SHANGHAI – A new board will be established at the Shanghai Stock Exchange to list tech companies as part of China’s capital market reform to tend to the financing needs of small but innovative firms, the country’s top securities regulator said on Friday.
Xiao Gang, chairman of the China Securities Regulatory Commission (CSRC), told a forum in Shanghai that the Shanghai Stock Exchange will launch a “strategic emerging board” to complement Shenzhen’s existing ChiNext board, where smaller Chinese firms trade.
“A flexible and effective capital market is also a critical indicator of an economy’s ability to innovate in addition to traditional gauges such as the number of patents and the emergence of new business models,” Xiao said.

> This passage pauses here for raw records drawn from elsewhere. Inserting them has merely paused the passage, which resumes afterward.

//! Streaming relay tests - model name rewriting and termination

use crate::backend::{drain_requests, queue_response, set_model_id};
use crate::client::send_streaming;
use crate::runner::TestContext;
use crate::types::{MockResponse, DEFAULT_MODEL_ID};

use super::helpers::*;

/// Every chunk reports the bare model name and content survives
pub async fn test_stream_model_rewritten(ctx: TestContext) -> anyhow::Result<()> {
    queue_response(
        &ctx.backend_state,
        MockResponse::sse(&[
            chunk_payload(DEFAULT_MODEL_ID, "Count:"),
            chunk_payload(DEFAULT_MODEL_ID, " 1 2 3"),
            "[DONE]".to_string(),
        ]),
    );

    let resp = send_streaming(&ctx.http_client, &ctx.relay_addr, basic_request("count")).await?;

    assert_status(resp.status, 200)?;
    assert_true(
        resp.content_type.starts_with("text/plain"),
        &format!("Expected text/plain, got {}", resp.content_type),
    )?;
    assert_true(resp.has_done_marker(), "Stream must end with [DONE]")?;
    assert_eq_str(&resp.accumulated_content(), "Count: 1 2 3", "accumulated content")?;

    let models = resp.models();
    assert_true(models.len() == 2, &format!("Expected 2 chunks, got {}", models.len()))?;
    for model in models {
        assert_eq_str(&model, "llama-3-8b-instruct.Q4_K_M", "chunk model")?;
    }

    let reqs = drain_requests(&ctx.backend_state);
    assert_true(
        reqs[0].body.get("stream").and_then(|v| v.as_bool()) == Some(true),
        "Backend must receive stream:true",
    )?;

    Ok(())
}

/// Nothing after [DONE] reaches the client
pub async fn test_stream_stops_at_done(ctx: TestContext) -> anyhow::Result<()> {
    set_model_id(&ctx.backend_state, "qwen2.5-7b-instruct");
    queue_response(
        &ctx.backend_state,
        MockResponse::sse(&[
            chunk_payload("qwen2.5-7b-instruct", "done"),
            "[DONE]".to_string(),
            chunk_payload("qwen2.5-7b-instruct", "leaked"),
        ]),
    );

    let resp = send_streaming(&ctx.http_client, &ctx.relay_addr, basic_request("x")).await?;

    assert_true(resp.has_done_marker(), "Stream must end with [DONE]")?;
    assert_eq_str(&resp.accumulated_content(), "done", "content before [DONE]")?;

    Ok(())
}

/// A failing backend yields its status and one error frame
pub async fn test_stream_backend_error(ctx: TestContext) -> anyhow::Result<()> {
    queue_response(
        &ctx.backend_state,
        MockResponse::error(500, r#"{"error":"no model loaded"}"#),
    );

    let resp = send_streaming(&ctx.http_client, &ctx.relay_addr, basic_request("x")).await?;

    assert_status(resp.status, 500)?;
    let events = resp.data_events();
    assert_true(events.len() == 1, &format!("Expected one error frame, got {}", events.len()))?;
    let frame = events[0].parse_json()?;
    assert_true(frame.get("error").is_some(), &format!("Frame has no error: {}", frame))?;

    Ok(())
}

Policymakers said last year that they want to reform China’s capital market into a multi-layered system to cater to the financing needs of different types of firms.
China’s securities regulators have also vowed to turn the country’s approval-based IPO system into a registration-based one. Existing rules on companies seeking to list in domestic bourses have made profitability a pre-requisite for an IPO. This has barred many Chinese tech firms from listing in their home market and they have instead floated their shares overseas.
Investing in tech start-ups could be a risky bet for investors, but they hold the potential of driving the Chinese economy toward a tech-intensive and innovation-driven growth model, Xiao said.
China’s existing capital market is inadequate in serving the country’s 15 million small and medium firms, he said, adding that China should promote the development of angel funds, venture capital and private equities to address the funding difficulties facing startups.
China has also developed an over-the-counter market to meet small firms and tech startups’ need for equity financing. Nearly 2,500 firms have been listed on the National Equities Exchange and Quotations, with 77 percent of them tech firms.
High-tech firms account for 90 percent of all companies traded on the ChinNext at the Shenzhen Stock Exchange. The NASDAQ-style board has surged 118 percent since the beginning of this year, compared with the 40-percent gain of the benchmark Shanghai Composite Index.
However, the ChiNext tumbled nearly 9 percent on Friday, one of the largest corrections on a single day in recent years as regulators seek to squeeze out bubbles in the market fueled by reckless margin trading.